NOW, THEREFORE, in consideration of the obligations contained
herein, and for other good and valuable consideration, the receipt and
sufficiency of which is hereby acknowledged, the parties hereto hereby agree as
follows:
SECTION 1. Escrow Agent.
Section 1.01. Appointment of Escrow Agent. Each of the
Placement Agents, for and on behalf of each of the Investors, hereby
irrevocably appoints, authorizes and directs the Escrow Agent to act as escrow
agent and fiduciary hereunder and under the Deposit Agreement for such specific
purposes and with such powers as are specifically delegated to the Escrow Agent
by the terms of this Agreement, together with such other powers as are
reasonably incidental thereto. Any and all money received and held by the
Escrow Agent under this Agreement or the Deposit Agreement shall be held in
escrow by the Escrow Agent in accordance with the terms of this Agreement.

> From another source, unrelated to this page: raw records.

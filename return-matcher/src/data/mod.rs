pub mod loader;
pub mod synthetic;
pub mod vendor;

pub use loader::{load_text, parse_field, TextTable};
pub use synthetic::{generate_synthetic_days, write_vendor_file, SyntheticDay};
pub use vendor::{extract_vendor_series, extract_vendor_series_with, normalize_vendor_date};

use std::path::Path;

use common::{DateKey, PipelineError, Result, Row};

/// Read the date key in the first field of every row
pub fn first_field_dates(rows: &[Row], path: &Path) -> Result<Vec<DateKey>> {
    rows.iter()
        .map(|row| {
            let raw = row.get(0).ok_or_else(|| PipelineError::MissingField {
                path: path.to_path_buf(),
                line: row.line,
                field: 0,
            })?;
            DateKey::new(raw)
        })
        .collect()
}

This Agreement is irrevocable and the Investors' rights with respect to any
monies received and held in escrow by the Escrow Agent under this Agreement or
the Deposit Agreement shall only be as provided under the terms and conditions
of this Agreement and the Deposit Agreement. The Escrow Agent (which term as
used in this sentence shall include reference to its affiliates and its own and
its affiliates' officers, directors, employees and agents): (a) shall have no
duties or responsibilities except those expressly set forth in this Agreement;
(b) shall not be responsible to the Pass Through Trustee or the Investors for
any recitals, statements, representations or warranties of any person other
then itself contained in this Agreement or the Deposit Agreement or for the
failure by the Pass Through Trustee, the Investors or any other person or
entity (other than the Escrow Agent) to perform any of its obligations
hereunder (whether or not the Escrow Agent shall have any knowledge thereof);
and (c) shall not be responsible for any action taken or omitted to be taken by
it hereunder or provided for herein or in connection herewith, except for its
own willful misconduct or gross negligence (or simple negligence in connection
with the handling of funds).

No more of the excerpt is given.